[Dataset records]
:::
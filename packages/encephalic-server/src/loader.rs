use chrono::{DateTime, Utc};
use encephalic_dsp::{read_recording, Recording, SensorSelection};
use parking_lot::{Condvar, Mutex};
use serde::Serialize;
use std::any::Any;
use std::panic::{catch_unwind, AssertUnwindSafe};
use std::path::PathBuf;
use std::sync::Arc;
use std::time::Instant;
use tracing::{error, info};

use crate::error::ServiceError;

/// Where the served recording comes from.
pub trait RecordingSource: Send + Sync {
    fn load(&self) -> Result<Recording, ServiceError>;

    /// Human-readable origin, used in logs.
    fn describe(&self) -> String;
}

/// Reads an EDF file and keeps the configured sensor type.
pub struct EdfSource {
    path: PathBuf,
    selection: SensorSelection,
}

impl EdfSource {
    pub fn new(path: impl Into<PathBuf>, selection: SensorSelection) -> Self {
        Self {
            path: path.into(),
            selection,
        }
    }
}

impl RecordingSource for EdfSource {
    fn load(&self) -> Result<Recording, ServiceError> {
        read_recording(&self.path, self.selection).map_err(|e| {
            error!("Failed to load {:?}: {}", self.path, e);
            ServiceError::from_load(e)
        })
    }

    fn describe(&self) -> String {
        format!("{} ({} channels)", self.path.display(), self.selection)
    }
}

/// A recording that is already in memory.
pub struct InMemorySource {
    recording: Recording,
}

impl InMemorySource {
    pub fn new(recording: Recording) -> Self {
        Self { recording }
    }
}

impl RecordingSource for InMemorySource {
    fn load(&self) -> Result<Recording, ServiceError> {
        Ok(self.recording.clone())
    }

    fn describe(&self) -> String {
        "in-memory recording".to_string()
    }
}

enum LoadState {
    NotStarted,
    Loading,
    Ready {
        recording: Arc<Recording>,
        loaded_at: DateTime<Utc>,
    },
    Failed(ServiceError),
}

#[derive(Debug, Clone, Copy, PartialEq, Eq, Serialize)]
#[serde(rename_all = "snake_case")]
pub enum LoaderStatus {
    NotStarted,
    Loading,
    Ready,
    Failed,
}

/// Loads the recording at most once per process.
///
/// Concurrent callers of [`RecordingLoader::load`] block on the single
/// in-flight load and all observe its outcome. Failures are final.
pub struct RecordingLoader {
    source: Arc<dyn RecordingSource>,
    state: Mutex<LoadState>,
    settled: Condvar,
}

impl RecordingLoader {
    pub fn new(source: Arc<dyn RecordingSource>) -> Self {
        Self {
            source,
            state: Mutex::new(LoadState::NotStarted),
            settled: Condvar::new(),
        }
    }

    /// Blocking; run it off the async runtime.
    pub fn load(&self) -> Result<Arc<Recording>, ServiceError> {
        {
            let mut state = self.state.lock();
            loop {
                match &*state {
                    LoadState::Ready { recording, .. } => return Ok(recording.clone()),
                    LoadState::Failed(err) => return Err(err.clone()),
                    LoadState::Loading => self.settled.wait(&mut state),
                    LoadState::NotStarted => break,
                }
            }
            *state = LoadState::Loading;
        }

        info!("Loading recording from {}", self.source.describe());
        let started = Instant::now();
        let outcome = catch_unwind(AssertUnwindSafe(|| self.source.load())).unwrap_or_else(|panic| {
            Err(ServiceError::DataUnavailable(format!(
                "recording source panicked: {}",
                panic_message(panic.as_ref())
            )))
        });

        let result = {
            let mut state = self.state.lock();
            match outcome {
                Ok(recording) => {
                    let recording = Arc::new(recording);
                    info!(
                        "Recording ready in {:.2?}: {} channels, {} samples at {} Hz",
                        started.elapsed(),
                        recording.n_channels(),
                        recording.n_samples(),
                        recording.sfreq()
                    );
                    *state = LoadState::Ready {
                        recording: recording.clone(),
                        loaded_at: Utc::now(),
                    };
                    Ok(recording)
                }
                Err(err) => {
                    error!("Recording load failed: {}", err);
                    *state = LoadState::Failed(err.clone());
                    Err(err)
                }
            }
        };
        self.settled.notify_all();
        result
    }

    /// Non-blocking accessor for request handlers.
    pub fn current(&self) -> Result<Arc<Recording>, ServiceError> {
        match &*self.state.lock() {
            LoadState::Ready { recording, .. } => Ok(recording.clone()),
            LoadState::Failed(err) => Err(err.clone()),
            LoadState::NotStarted | LoadState::Loading => Err(ServiceError::Initializing),
        }
    }

    pub fn status(&self) -> LoaderStatus {
        match &*self.state.lock() {
            LoadState::NotStarted => LoaderStatus::NotStarted,
            LoadState::Loading => LoaderStatus::Loading,
            LoadState::Ready { .. } => LoaderStatus::Ready,
            LoadState::Failed(_) => LoaderStatus::Failed,
        }
    }

    pub fn loaded_at(&self) -> Option<DateTime<Utc>> {
        match &*self.state.lock() {
            LoadState::Ready { loaded_at, .. } => Some(*loaded_at),
            _ => None,
        }
    }
}

fn panic_message(payload: &(dyn Any + Send)) -> String {
    if let Some(s) = payload.downcast_ref::<&str>() {
        s.to_string()
    } else if let Some(s) = payload.downcast_ref::<String>() {
        s.clone()
    } else {
        "unknown panic".to_string()
    }
}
:::
What you will do » Only the lines above that include the word "Mutex" belong in the answer; copy each one.

Task solution »
use parking_lot::{Condvar, Mutex};
    state: Mutex<LoadState>,
            state: Mutex::new(LoadState::NotStarted),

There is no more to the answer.